Update as of October 24
Several Linux platforms have high numbers of CVEs that are reported in official channels as not having a fix available (Red Hat, CentOS, Debian, and Ubuntu). While some of these CVEs reflect true exposure, visibility into a high volume of non-actionable exposure is undesired by most customers.
To address this going forward, these CVEs, on the above Linux platforms, will not be reported on by Microsoft Defender Vulnerability Management.
Note: The new behavior may lead to reporting of fewer exposed devices and lower organization exposure score.
Within the Weaknesses tab, there is a new “Update availability” column in the “Exposed devices” and “Related software” tabs of the CVE details pane.

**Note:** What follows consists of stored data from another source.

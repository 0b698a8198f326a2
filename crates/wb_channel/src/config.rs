use std::fmt;

/// Protocol version announced in every request context.
pub const PROTOCOL_VERSION: &str = "2.0.0";
/// Application group the channel registers under.
pub const APP_GROUP_ID: &str = "aicode";
/// Channel group subscribed to after authorization.
pub const CHANNEL_GROUP_ID: &str = "aicode/comment/undefined";

const REDACTED_PREFIX_LEN: usize = 8;

/// Identity/session token pair obtained outside the simulator.
#[derive(Clone, PartialEq, Eq)]
pub struct Credentials {
    /// Identity token, sent as `invokerId`.
    pub invoker_id: String,
    /// Session token, sent as `sessionId`.
    pub session_id: String,
}

impl Credentials {
    pub fn new(invoker_id: impl Into<String>, session_id: impl Into<String>) -> Self {
        Self {
            invoker_id: invoker_id.into(),
            session_id: session_id.into(),
        }
    }

    /// Session token shortened for logs.
    pub fn redacted_session_id(&self) -> String {
        let mut prefix: String = self.session_id.chars().take(REDACTED_PREFIX_LEN).collect();
        if prefix.len() < self.session_id.len() {
            prefix.push_str("...");
        }
        prefix
    }
}

impl fmt::Debug for Credentials {
    fn fmt(&self, f: &mut fmt::Formatter<'_>) -> fmt::Result {
        f.debug_struct("Credentials")
            .field("invoker_id", &self.invoker_id)
            .field("session_id", &self.redacted_session_id())
            .finish()
    }
}

/// Fixed strings an editor plugin reports about itself.
#[derive(Debug, Clone, PartialEq)]
pub struct ClientProfile {
    pub protocol_version: String,
    pub app_group_id: String,
    pub channel_group_id: String,
    pub client_type: String,
    pub client_version: String,
    pub plugin_version: String,
    pub platform: String,
    pub language: String,
    pub filename: String,
    pub project_name: String,
    pub max_new_tokens: u32,
    pub stop_words: Vec<String>,
}

impl Default for ClientProfile {
    fn default() -> Self {
        Self {
            protocol_version: PROTOCOL_VERSION.to_owned(),
            app_group_id: APP_GROUP_ID.to_owned(),
            channel_group_id: CHANNEL_GROUP_ID.to_owned(),
            client_type: "vscode".to_owned(),
            client_version: "1.106.0-insider".to_owned(),
            plugin_version: "2.0.0".to_owned(),
            platform: detect_platform(),
            language: "javascript".to_owned(),
            filename: "simulator.js".to_owned(),
            project_name: "code-free".to_owned(),
            max_new_tokens: 256,
            stop_words: vec!["\n".to_owned()],
        }
    }
}

impl ClientProfile {
    pub fn with_platform(mut self, platform: impl Into<String>) -> Self {
        self.platform = platform.into();
        self
    }

    pub fn with_client_version(mut self, client_version: impl Into<String>) -> Self {
        self.client_version = client_version.into();
        self
    }

    pub fn with_plugin_version(mut self, plugin_version: impl Into<String>) -> Self {
        self.plugin_version = plugin_version.into();
        self
    }

    pub fn with_language(mut self, language: impl Into<String>) -> Self {
        self.language = language.into();
        self
    }

    pub fn with_filename(mut self, filename: impl Into<String>) -> Self {
        self.filename = filename.into();
        self
    }
}

/// Platform string in the `<os>-<arch>` shape plugins report.
pub fn detect_platform() -> String {
    platform_label(std::env::consts::OS, std::env::consts::ARCH)
}

pub(crate) fn platform_label(os: &str, arch: &str) -> String {
    let arm = arch.contains("arm") || arch.contains("aarch64");
    match os {
        "macos" if arm => "macos-arm64".to_owned(),
        "macos" => "macos-x64".to_owned(),
        "windows" => "windows-x64".to_owned(),
        "linux" => "linux-x64".to_owned(),
        other => format!("{other}-{arch}"),
    }
}

#[cfg(test)]
mod tests {
    use super::*;

    #[test]
    fn platform_label_maps_known_targets() {
        assert_eq!(platform_label("macos", "aarch64"), "macos-arm64");
        assert_eq!(platform_label("macos", "x86_64"), "macos-x64");
        assert_eq!(platform_label("windows", "x86_64"), "windows-x64");
        assert_eq!(platform_label("linux", "aarch64"), "linux-x64");
        assert_eq!(platform_label("freebsd", "x86_64"), "freebsd-x86_64");
    }

    #[test]
    fn debug_output_redacts_session_token() {
        let credentials = Credentials::new("186812", "488eb840-c068-4c75-9df3");
        let rendered = format!("{credentials:?}");

        assert!(rendered.contains("186812"));
        assert!(rendered.contains("488eb840..."));
        assert!(!rendered.contains("c068-4c75"));
    }

    #[test]
    fn short_session_tokens_are_not_padded() {
        let credentials = Credentials::new("1", "abcd");
        assert_eq!(credentials.redacted_session_id(), "abcd");
    }
}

Selecting on a CVE on the Weaknesses page will show CVEs tagged with one of the following tags:
No security update – there are no security updates that remediate the vulnerability for any of the related software packages. This CVE will not appear in the Recommendations tab.
Some updates available – security updates that fix the vulnerability are available only for a subset of all related software packages.
Figure 1: Last column indicates availability of security update for specific device.Figure 2: Last column indicates availability of security update for specific software.Figure 3: Last column indicates availability of security update for specific device.Figure 4: Last column indicates availability of security update for specific software.
Update availability tags also appear in Tags column of the Discovered vulnerabilities tab in the device page.
Recommendations will include only devices and software packages for which security updates are available.
A new column CveTags was added to table DeviceTvmSoftwareVulnerabilities. The column type is dynamic. The column value is an array of tags relevant to the CVE. The tags that are currently supported are “ZeroDay” and “NoSecurityUpdate”.